▸ TASK DETAILS:
Only one stretch of the records below should be repeated. It starts with the line containing "at encryption time." and goes on through the line containing "pub fn decrypt_stream_with_password<R: Read", exactly as written.

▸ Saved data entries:
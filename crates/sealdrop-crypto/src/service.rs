//! Encryption orchestration: password and key-share entry points
//!
//! Composes key derivation, secret splitting, and the file cipher into the
//! operations the upload/download layers call. The caller persists what comes
//! back (ciphertext to the repository, salt to the verification-record
//! service, share files offered to the user); nothing is stored here.

use std::io::{Read, Seek, Write};
use std::time::Instant;

use base64::engine::general_purpose::STANDARD as BASE64;
use base64::Engine as _;
use secrecy::SecretString;
use serde::{Deserialize, Serialize};
use zeroize::Zeroizing;

use crate::engine::FileCipher;
use crate::error::{CryptoError, CryptoResult};
use crate::kdf::{derive_key, generate_salt, KdfParams};
use crate::key::SymmetricKey;
use crate::keysplit::{rebuild_key, split_key};
use crate::KEY_SIZE;

/// One key-share file to offer to the user: base64 share bytes under a
/// deterministic name.
#[derive(Debug, Clone, Serialize, Deserialize)]
pub struct KeyShareFile {
    pub filename: String,
    pub contents_b64: String,
}

/// Everything the caller must persist after an encryption, besides the
/// ciphertext itself.
#[derive(Debug, Clone, Serialize, Deserialize)]
pub struct EncryptReceipt {
    /// Base64 salt, stored with the file's verification record
    pub salt_b64: String,
    /// Present only when share generation was requested
    pub key_shares: Option<Vec<KeyShareFile>>,
}

/// Deterministic share filename: dots in the original name become
/// underscores, then `_key-<n>.txt` with a 1-based share number.
pub fn share_filename(original: &str, index: usize) -> String {
    format!("{}_key-{}.txt", original.replace('.', "_"), index + 1)
}

/// Encrypt a buffer under a password-derived key.
///
/// Generates a fresh salt, derives the key, optionally splits it into two
/// share files named after `share_basename`, and returns the
/// `[nonce][ciphertext][tag]` blob plus the receipt.
pub fn encrypt_with_password(
    plaintext: &[u8],
    password: &SecretString,
    share_basename: Option<&str>,
) -> CryptoResult<(Vec<u8>, EncryptReceipt)> {
    let start = Instant::now();

    let salt = generate_salt();
    let key = password_key(password, &salt)?;
    let key_shares = share_basename.map(|name| make_share_files(key.as_bytes(), name));

    let mut cipher = FileCipher::new(key);
    let ciphertext = cipher.encrypt(plaintext)?;

    tracing::debug!(
        bytes = ciphertext.len() as u64,
        elapsed_ms = start.elapsed().as_millis() as u64,
        shares = key_shares.is_some(),
        "file encrypted with password-derived key"
    );

    Ok((
        ciphertext,
        EncryptReceipt {
            salt_b64: BASE64.encode(salt),
            key_shares,
        },
    ))
}

/// Streaming variant of [`encrypt_with_password`]: reads plaintext from
/// `reader` in chunks and writes the ciphertext blob to `writer`.
pub fn encrypt_stream_with_password<R: Read, W: Write>(
    reader: R,
    writer: W,
    password: &SecretString,
    share_basename: Option<&str>,
) -> CryptoResult<EncryptReceipt> {
    let start = Instant::now();

    let salt = generate_salt();
    let key = password_key(password, &salt)?;
    let key_shares = share_basename.map(|name| make_share_files(key.as_bytes(), name));

    let mut cipher = FileCipher::new(key);
    let written = cipher.encrypt_stream(reader, writer)?;

    tracing::debug!(
        bytes = written,
        elapsed_ms = start.elapsed().as_millis() as u64,
        shares = key_shares.is_some(),
        "file encrypted with password-derived key"
    );

    Ok(EncryptReceipt {
        salt_b64: BASE64.encode(salt),
        key_shares,
    })
}

/// Decrypt a blob with the password and the salt stored at encryption time.
pub fn decrypt_with_password(
    blob: &[u8],
    password: &SecretString,
    salt_b64: &str,
) -> CryptoResult<Vec<u8>> {
    let salt = decode_b64(salt_b64, "salt")?;
    let key = password_key(password, &salt)?;
    FileCipher::new(key).decrypt(blob)
}

/// Streaming variant of [`decrypt_with_password`]. Same caveat as
/// [`FileCipher::decrypt_stream`]: output is unverified until `Ok` returns.
pub fn decrypt_stream_with_password<R: Read + Seek, W: Write>(
    reader: R,
    writer: W,
    password: &SecretString,
    salt_b64: &str,
) -> CryptoResult<u64> {
    let salt = decode_b64(salt_b64, "salt")?;
    let key = password_key(password, &salt)?;
    FileCipher::new(key).decrypt_stream(reader, writer)
}

/// Decrypt a blob by rebuilding the key from base64 key shares.
///
/// Requires the full set of shares produced at encryption time, in any order.
pub fn decrypt_with_shares(blob: &[u8], shares_b64: &[impl AsRef<str>]) -> CryptoResult<Vec<u8>> {
    let key = shares_key(shares_b64)?;
    FileCipher::new(key).decrypt(blob)
}

/// Streaming variant of [`decrypt_with_shares`].
pub fn decrypt_stream_with_shares<R: Read + Seek, W: Write>(
    reader: R,
    writer: W,
    shares_b64: &[impl AsRef<str>],
) -> CryptoResult<u64> {
    let key = shares_key(shares_b64)?;
    FileCipher::new(key).decrypt_stream(reader, writer)
}

/// Re-derive the key from a password and stored salt and split it again.
///
/// Lets a user who still knows the password regenerate lost share files
/// without re-uploading. The new shares are a fresh random split; they do not
/// match the originals byte-for-byte but rebuild the same key.
pub fn regenerate_key_shares(
    password: &SecretString,
    salt_b64: &str,
    share_basename: &str,
) -> CryptoResult<Vec<KeyShareFile>> {
    let salt = decode_b64(salt_b64, "salt")?;
    let key = password_key(password, &salt)?;
    Ok(make_share_files(key.as_bytes(), share_basename))
}

fn password_key(password: &SecretString, salt: &[u8]) -> CryptoResult<SymmetricKey> {
    let bytes = derive_key(password, salt, KEY_SIZE, &KdfParams::default())?;
    SymmetricKey::from_slice(&bytes)
}

fn shares_key(shares_b64: &[impl AsRef<str>]) -> CryptoResult<SymmetricKey> {
    // Decoded shares are key material; wipe them once the key is rebuilt
    let mut shares: Vec<Zeroizing<Vec<u8>>> = Vec::with_capacity(shares_b64.len());
    for share in shares_b64 {
        shares.push(Zeroizing::new(decode_b64(share.as_ref(), "key share")?));
    }
    let key = rebuild_key(&shares)?;
    SymmetricKey::from_slice(&key)
}

fn make_share_files(key: &[u8], basename: &str) -> Vec<KeyShareFile> {
    split_key(key)
        .iter()
        .enumerate()
        .map(|(idx, share)| KeyShareFile {
            filename: share_filename(basename, idx),
            contents_b64: BASE64.encode(share.as_slice()),
        })
        .collect()
}

fn decode_b64(value: &str, what: &str) -> CryptoResult<Vec<u8>> {
    BASE64
        .decode(value)
        .map_err(|e| CryptoError::InvalidParameter(format!("{what} is not valid base64: {e}")))
}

▸ ANSWER:
/// Decrypt a blob with the password and the salt stored at encryption time.
pub fn decrypt_with_password(
    blob: &[u8],
    password: &SecretString,
    salt_b64: &str,
) -> CryptoResult<Vec<u8>> {
    let salt = decode_b64(salt_b64, "salt")?;
    let key = password_key(password, &salt)?;
    FileCipher::new(key).decrypt(blob)
}

/// Streaming variant of [`decrypt_with_password`]. Same caveat as
/// [`FileCipher::decrypt_stream`]: output is unverified until `Ok` returns.
pub fn decrypt_stream_with_password<R: Read + Seek, W: Write>(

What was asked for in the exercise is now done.